Just delete the exercise and modify code that is handling plans to work with undefined objects too (this can be handy either way). Example of reducer:

[REMOVE_EXERCISE]: (state, action) => {
  const newState = {
    ...state  
  }
  delete newState.entities.exercises[action.payload] // deletes property with key 2
  return newState;
}

Option B

Delete exercise and pass through all plans to delete the refernce too.

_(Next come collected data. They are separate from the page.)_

// src/lib.rs

//! simqueue: splits long simulation scripts into bounded-size job graphs
//! and drives them across a distributed-compute backend.
//!
//! A submission script is parsed into commands, each command is expanded
//! into segment chains or snapshot batches, and the resulting graph is
//! persisted. From then on every CLI invocation is one stateless
//! query -> decide -> persist cycle against the store.

pub mod backend;
pub mod cli;
pub mod config;
pub mod errors;
pub mod files;
pub mod graph;
pub mod logging;
pub mod params;
pub mod sched;
pub mod script;
pub mod segment;
pub mod store;

use std::collections::HashMap;
use std::path::Path;

use chrono::Utc;
use tracing::info;

use crate::backend::SimulatedBackend;
use crate::cli::{CliArgs, Command};
use crate::config::ConfigFile;
use crate::errors::{GridError, Result};
use crate::files::FileRegistry;
use crate::graph::{ArgValue, Batch, LocalId};
use crate::sched::{PermissionGuard, Scheduler};
use crate::store::{
    BatchId, JobId, JobState, JobStore, NewJob, PersistedFile, SqliteStore, Uid,
};

/// Parse a submission script, expand it into a job graph and persist it.
/// Returns the new batch id.
pub fn submit<S: JobStore>(
    cfg: &ConfigFile,
    store: &S,
    owner: Uid,
    script_path: &Path,
    graph_out: Option<&Path>,
) -> Result<BatchId> {
    let text = std::fs::read_to_string(script_path)
        .map_err(|_| GridError::MissingInputFile(script_path.display().to_string()))?;
    std::fs::create_dir_all(&cfg.dirs.intermediate)?;

    let mut registry = FileRegistry::new();
    let commands = script::parse_script(&text, &mut registry)?;
    let batch = graph::build_batch(cfg, &commands, registry)?;

    if let Some(path) = graph_out {
        std::fs::write(path, graph::render_dot(&batch))?;
        info!(path = %path.display(), "wrote job graph rendering");
    }

    persist_batch(store, &batch, owner)
}

/// Insert a built batch into the store, mapping graph-local node ids onto
/// store-assigned job ids.
fn persist_batch<S: JobStore>(store: &S, batch: &Batch, owner: Uid) -> Result<BatchId> {
    let batch_id = store.next_batch_id()?;
    let submit_time = Utc::now().to_rfc3339();
    let mut ids: HashMap<LocalId, JobId> = HashMap::new();

    for node in &batch.nodes {
        let prereq = match node.prereq {
            Some(local) => Some(mapped(&ids, local)?),
            None => None,
        };
        let arguments = node
            .args
            .iter()
            .filter_map(|a| match &a.value {
                ArgValue::Literal(v) => Some(format!("-{} {v}", a.name)),
                ArgValue::File(_) => None,
            })
            .collect::<Vec<_>>()
            .join(" ");

        let id = store.insert_job(&NewJob {
            batch: batch_id,
            local_id: node.local_id,
            app: node.app,
            state: JobState::Waiting,
            owner,
            prereq,
            estimate: node.estimate,
            snapshot_offset: node.snapshot_offset,
            arguments,
            submit_time: submit_time.clone(),
        })?;
        ids.insert(node.local_id, id);

        for arg in &node.args {
            let ArgValue::File(idx) = arg.value else {
                continue;
            };
            let desc = batch.registry.get(idx).ok_or_else(|| {
                GridError::NullReference(format!("file index {idx} out of range"))
            })?;
            let parent = match desc.parent {
                Some(local) => Some(mapped(&ids, local)?),
                None => None,
            };
            store.insert_file(&PersistedFile {
                id: 0,
                job: id,
                param: arg.name.clone(),
                name: desc.name.clone(),
                alias: desc.alias.clone(),
                kind: desc.kind,
                subdirectory: desc.subdirectory.clone(),
                parent,
            })?;
        }
    }

    info!(batch = batch_id, jobs = batch.nodes.len(), "batch submitted");
    Ok(batch_id)
}

fn mapped(ids: &HashMap<LocalId, JobId>, local: LocalId) -> Result<JobId> {
    ids.get(&local).copied().ok_or_else(|| {
        GridError::NullReference(format!("node {local} referenced before insertion"))
    })
}

/// Execute one CLI invocation.
pub fn run(args: CliArgs) -> Result<()> {
    let cfg = config::load_or_default(Path::new(&args.config))?;
    let store = SqliteStore::open(&cfg.store.path)?;
    let guard = match args.uid {
        Some(uid) => PermissionGuard::new(uid, cfg.auth.privileged_uid),
        None => PermissionGuard::current(cfg.auth.privileged_uid),
    };
    let mut backend = SimulatedBackend;

    match args.command {
        Command::Submit {
            script,
            graph,
            start,
        } => {
            let batch = submit(&cfg, &store, guard.requester(), &script, graph.as_deref())?;
            println!("{batch}");
            if start {
                if let Some(first) = store.jobs_in_batch(batch)?.first().map(|j| j.id) {
                    Scheduler::new(&store, &mut backend, &cfg, guard).advance(first)?;
                }
            }
        }
        Command::Process { id } => {
            Scheduler::new(&store, &mut backend, &cfg, guard).advance(id)?;
        }
        Command::Status { id } => {
            let job = store.job(id)?;
            println!(
                "{} batch={} app={} state={}",
                job.id,
                job.batch,
                job.app.name(),
                job.state.name()
            );
        }
        Command::Abort { batch } => {
            Scheduler::new(&store, &mut backend, &cfg, guard).close(batch)?;
        }
        Command::Recombine { id } => {
            Scheduler::new(&store, &mut backend, &cfg, guard).recombine(id)?;
        }
        Command::List { batch } => match batch {
            Some(batch) => {
                for job in store.jobs_in_batch(batch)? {
                    println!(
                        "{} app={} state={}",
                        job.id,
                        job.app.name(),
                        job.state.name()
                    );
                }
            }
            None => {
                for batch in store.distinct_batches()? {
                    println!("{batch}");
                }
            }
        },
        Command::Next { batch } => {
            let batches = match batch {
                Some(batch) => vec![batch],
                None => store.distinct_batches()?,
            };
            for batch in batches {
                for job in store.ready_jobs(batch)? {
                    println!("{} batch={} app={}", job.id, job.batch, job.app.name());
                }
            }
        }
        Command::Finished => {
            for batch in store.finished_batches()? {
                println!("{batch}");
            }
        }
        Command::Running => {
            for job in store
                .query_by_state(JobState::Running)?
                .iter()
                .filter(|j| j.owner == guard.requester())
            {
                println!("{} batch={} app={}", job.id, job.batch, job.app.name());
            }
        }
        Command::Complete {
            id,
            success,
            failed,
        } => {
            if success == failed {
                return Err(GridError::InvalidCliArgument(
                    "complete requires exactly one of --success or --failed".to_string(),
                ));
            }
            Scheduler::new(&store, &mut backend, &cfg, guard).complete(id, success)?;
        }
    }
    Ok(())
}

Example:

[REMOVE_EXERCISE]: (state, action) => {
  const newState = {
    ...state,
  };

  Object.keys(newState.entities.plans).map(planKey => {
    const currentPlan = newState.entities.plans[planKey];

    // Filters exercises array in single plan
    currentPlan.exercises = currentPlan.exercises.filter(exercise => {
      return exercise !== action.payload;
    });
    newState.entities.plans[planKey] = currentPlan;
  });

  delete newState.entities.exercises[action.payload];
  return newState;
},

Picking the right option depends on size of plans - when it will grow to significant size it could slow down this processing. In this case you can set-up speed tests on this part of code, implement Option B and see if/when it will be bottleneck.

Either way, I would update code that is consuming plans data to handle undefined value in exercises. This can be easily done in selectors.